Già nel 2011, Augusto aveva ottenuto un argento a squadre e ciò accadeva in Repubblica Ceca, dove allo stesso modo, conquistava anche e per la prima volta, in carriera, il suo unico titolo mondiale. Tuttavia, a 36 anni e con una lunga carriera alle spalle, la passione per il karate non vuole fermarsi e si continua a vivere sul tatami, tutti i giorni. Nel Mondiale 2016, Sambucioni non ha mollato di un centimetro e ha conquistato le sue preziose medaglie. Un bronzo ed un argento. Sempre nel suo amato kumite. E da queste nuove conquiste sportive, ci tiene a fare un paio di dediche speciali. Una rivolta, anche a se stesso: “Fondamentalmente, le dedico a me stesso ed a Massimo Di Luigi”. Un maestro sempre presente Di Luigi, per Augusto, che nel suo cammino nel Bushido, lo ha accompagnato, sin dai primi anni di karate.

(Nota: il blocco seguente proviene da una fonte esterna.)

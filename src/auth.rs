//! Identifiers, scope sets, and redacted secrets shared by adapters and flows.

pub mod id;
pub mod scope;
pub mod secret;

pub use id::*;
pub use scope::*;
pub use secret::*;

Tante competizioni affrontate. Nazionali ed internazionali. Con tante medaglie vinte. E Augusto descrive, quella di Rimini, in questo modo: “Un Mondiale un po’ sotto tono. Il valore delle medaglie vinte non è paragonabile, a quello avuto negli anni scorsi”. Tuttavia, la gioia di aver messo al collo due allori preziosi, è importante e lui sottolinea il suo sentimento, descrivendo anche, i prossimi appuntamenti in agenda, suoi personali. E nel prossimo autunno, arriverà un’altra manifestazione, stavolta continentale, per la quale, sarà di nuovo pronto, a partecipare: “Abbiamo, a novembre, la Coppa Europa Wadokai in Svizzera”.

Un Mondiale di Rimini, fondamentale e non solo per lui, ma anche per i suoi compagni dell’Asd Yoshokan, che in totale, hanno riportato a casa, 7 medaglie. Augusto, compreso: “Abbiamo vinto un bronzo, nel kata individuale children, con Alessandro Regna – dice, continuando – Claudia Tromba è arrivata prima nel kata femminile e Luca Leone ha conquistato un oro, nel kumite children. Insieme a loro, ha vinto anche Francesca Sini, che ha ottenuto, nel kumite, un bronzo a squadre ed un oro individuale”.

E con la sua cintura nera 5° Dan, Augusto continua a percorrere la via del Bushido, senza fermarsi. La crescita è sempre continua e lui lo sa. E con le 3 attuali, medaglie mondiali, sul cuore, brilla il suo valore, nel karate Wkc.